James Wright Group were an Australian rock, soul band from Adelaide, which grew in prominence in the latter half of the 1960s. They had two local top 10 hit singles, "Louise" (1970) and "Half a Minute" (1971). The band supported performances by Max Merritt, Billy Thorpe & the Aztecs, The Levi Smith Clefs, The Mixtures, and The Twilights. After two tours of the eastern coast the group disbanded in 1971. They reformed briefly in 1974 with John Swan as their drummer.

==Early years: The Big Apple to James Riot==
The group initially formed as a trio, The Big Apple, in Adelaide in 1967, with Bobby Bishop on drums and vocals, John Carlini (died 2023) on bass guitar and vocals and Bill O'Grady on guitar and vocals. Their debut gig was at the Octagon Ballroom in Elizabeth and they soon secured a residency at Big Daddy's Discothèque in 1967. They played nightly, sharing the stage with interstate and local acts: The Valentines, The Twilights, James Taylor Move, The Blues Syndicate, and Chain Gang.

Later that year they added Jamie Swann on vocals and Chubby Carlini on saxophone and as a five-piece changed their name to James Riot. They played regularly at The Princeton Club (Burnside Town Hall), St Clair Youth Centre (Woodville), Salisbury Youth Centre (Salisbury) and The Octagon to huge crowds. By 1968 the band had a new singer, Dave Taylor, who joined after Swann left suddenly for family reasons. The name was changed to James Wright Group.
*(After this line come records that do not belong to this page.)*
//! Task runner configuration.
//!
//! # Examples
//!
//! ```json
//! {
//!   "verbose": true,
//!   "timeout_ms": 5000
//! }
//! ```
//!
//! Fields that are not present keep their defaults, so the above resolves to
//! `verbose = true`, `timeout_ms = 5000`, `max_retries = 3`. The camelCase
//! spellings `timeoutMs` (or `timeout`) and `maxRetries` are accepted too.

use std::time::Duration;

use serde::{Deserialize, Serialize};

use crate::error::ConfigError;

/// Default upper bound on a single run, in milliseconds.
pub const DEFAULT_TIMEOUT_MS: u64 = 30_000;

/// Default retry budget.
pub const DEFAULT_MAX_RETRIES: u32 = 3;

/// Partial runner configuration.
///
/// Numeric fields are signed so that negative input survives deserialization
/// and is reported by [`RunnerConfigDef::resolve`] instead of a parse error.
#[derive(Debug, Clone, Default, PartialEq, Eq, Serialize, Deserialize)]
pub struct RunnerConfigDef {
  #[serde(default, skip_serializing_if = "Option::is_none")]
  pub verbose: Option<bool>,
  #[serde(
    default,
    alias = "timeoutMs",
    alias = "timeout",
    skip_serializing_if = "Option::is_none"
  )]
  pub timeout_ms: Option<i64>,
  #[serde(default, alias = "maxRetries", skip_serializing_if = "Option::is_none")]
  pub max_retries: Option<i64>,
}

impl RunnerConfigDef {
  pub fn with_verbose(mut self, verbose: bool) -> Self {
    self.verbose = Some(verbose);
    self
  }

  pub fn with_timeout_ms(mut self, timeout_ms: i64) -> Self {
    self.timeout_ms = Some(timeout_ms);
    self
  }

  pub fn with_max_retries(mut self, max_retries: i64) -> Self {
    self.max_retries = Some(max_retries);
    self
  }

  /// Resolve into an effective configuration.
  ///
  /// Unset fields take their defaults; set fields override them.
  pub fn resolve(self) -> Result<RunnerConfig, ConfigError> {
    let timeout_ms = match self.timeout_ms {
      Some(value) => non_negative("timeout_ms", value)?,
      None => DEFAULT_TIMEOUT_MS,
    };

    let max_retries = match self.max_retries {
      Some(value) => {
        u32::try_from(non_negative("max_retries", value)?).map_err(|_| {
          ConfigError::OutOfRange {
            field: "max_retries",
            value,
          }
        })?
      }
      None => DEFAULT_MAX_RETRIES,
    };

    Ok(RunnerConfig {
      verbose: self.verbose.unwrap_or(false),
      timeout_ms,
      max_retries,
    })
  }
}

fn non_negative(field: &'static str, value: i64) -> Result<u64, ConfigError> {
  u64::try_from(value).map_err(|_| ConfigError::Negative { field, value })
}

/// Effective runner configuration.
///
/// `timeout_ms` and `max_retries` are carried for callers and diagnostics.
/// The runner does not enforce either of them.
#[derive(Debug, Clone, PartialEq, Eq, Serialize)]
pub struct RunnerConfig {
  verbose: bool,
  timeout_ms: u64,
  max_retries: u32,
}

impl RunnerConfig {
  /// Whether diagnostic logging around execution is enabled.
  pub fn verbose(&self) -> bool {
    self.verbose
  }

  pub fn timeout_ms(&self) -> u64 {
    self.timeout_ms
  }

  pub fn timeout(&self) -> Duration {
    Duration::from_millis(self.timeout_ms)
  }

  pub fn max_retries(&self) -> u32 {
    self.max_retries
  }
}

impl Default for RunnerConfig {
  fn default() -> Self {
    Self {
      verbose: false,
      timeout_ms: DEFAULT_TIMEOUT_MS,
      max_retries: DEFAULT_MAX_RETRIES,
    }
  }
}

impl TryFrom<RunnerConfigDef> for RunnerConfig {
  type Error = ConfigError;

  fn try_from(def: RunnerConfigDef) -> Result<Self, Self::Error> {
    def.resolve()
  }
}

#[cfg(test)]
mod tests {
  use super::*;

  #[test]
  fn test_empty_def_resolves_to_defaults() {
    let config = RunnerConfigDef::default().resolve().unwrap();

    assert!(!config.verbose());
    assert_eq!(config.timeout_ms(), 30_000);
    assert_eq!(config.max_retries(), 3);
    assert_eq!(config, RunnerConfig::default());
  }

  #[test]
  fn test_explicit_fields_override_defaults() {
    let config = RunnerConfigDef::default()
      .with_verbose(true)
      .with_max_retries(0)
      .resolve()
      .unwrap();

    assert!(config.verbose());
    assert_eq!(config.max_retries(), 0);
    assert_eq!(config.timeout_ms(), DEFAULT_TIMEOUT_MS);
  }

  #[test]
  fn test_timeout_only_override() {
    let config = RunnerConfigDef::default()
      .with_timeout_ms(250)
      .resolve()
      .unwrap();

    assert!(!config.verbose());
    assert_eq!(config.timeout(), Duration::from_millis(250));
    assert_eq!(config.max_retries(), DEFAULT_MAX_RETRIES);
  }

  #[test]
  fn test_negative_timeout_rejected() {
    let err = RunnerConfigDef::default()
      .with_timeout_ms(-1)
      .resolve()
      .unwrap_err();

    assert_eq!(
      err,
      ConfigError::Negative {
        field: "timeout_ms",
        value: -1
      }
    );
    assert_eq!(err.to_string(), "'timeout_ms' must not be negative, got -1");
  }

  #[test]
  fn test_negative_retries_rejected() {
    let err = RunnerConfig::try_from(RunnerConfigDef::default().with_max_retries(-3)).unwrap_err();

    assert_eq!(
      err,
      ConfigError::Negative {
        field: "max_retries",
        value: -3
      }
    );
  }

  #[test]
  fn test_retries_out_of_range() {
    let value = i64::from(u32::MAX) + 1;
    let err = RunnerConfigDef::default()
      .with_max_retries(value)
      .resolve()
      .unwrap_err();

    assert_eq!(
      err,
      ConfigError::OutOfRange {
        field: "max_retries",
        value
      }
    );
  }

  #[test]
  fn test_deserialize_partial_json() {
    let def: RunnerConfigDef = serde_json::from_str(r#"{"verbose": true}"#).unwrap();

    assert_eq!(def.verbose, Some(true));
    assert_eq!(def.timeout_ms, None);

    let config = def.resolve().unwrap();
    assert_eq!(config.timeout_ms(), DEFAULT_TIMEOUT_MS);
  }

  #[test]
  fn test_deserialize_camel_case_aliases() {
    let def: RunnerConfigDef =
      serde_json::from_str(r#"{"timeoutMs": 1000, "maxRetries": 5}"#).unwrap();
    assert_eq!(def.timeout_ms, Some(1000));
    assert_eq!(def.max_retries, Some(5));

    let def: RunnerConfigDef = serde_json::from_str(r#"{"timeout": 42}"#).unwrap();
    assert_eq!(def.timeout_ms, Some(42));
  }

  #[test]
  fn test_serialize_skips_unset_fields() {
    let def = RunnerConfigDef::default().with_verbose(false);
    let json = serde_json::to_value(&def).unwrap();

    assert_eq!(json, serde_json::json!({"verbose": false}));
  }
}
==Main years and singles success==
As James Wright Group, for the next two years they played residencies at various Adelaide venues. They shared the billing with Max Merritt and The Meteors, Billy Thorpe & the Aztecs, The Levi Smith Clefs, The Mixtures, Y4 and The Twilights. During this time they also performed as backing band for solo artists including Johnny Farnham, Ronnie Burns, Jeff Phillips, Liv Maessen, Rim D. Paul, Mike Furber, and Johnny Young when they visited Adelaide.

Max Pepper of Pepper Records – a local studio of Milton Ingerson Productions in Adelaide – approached the group and subsequently recorded six tracks for release on his new record label. Pepper wanted to take advantage of the 1970 radio ban on imported records which was in place.

James Wright Group's debut single, "Louise" / "Good Times Together", was released in 1970. The first run sold out quickly, it entered the local charts and reached no. 2. Go-Set, the Australian teen pop music newspaper, published their Top 20 Australian Singles Chart and listed "Louise" at No. 15 for that year.

In 1970 they were the first rock group ever invited to play at Adelaide's Carols by Candlelight and they played "Louise" along with several Christmas carols, also backing Ronnie Burns and Liv Maessen for their performances. James Wright Group spearheaded the promotion for Adelaide's first Festival of Fashion, releasing a promotional single called "Festival Girl" and appearing on a cover of the special Liftout section on the Festival in The Advertiser.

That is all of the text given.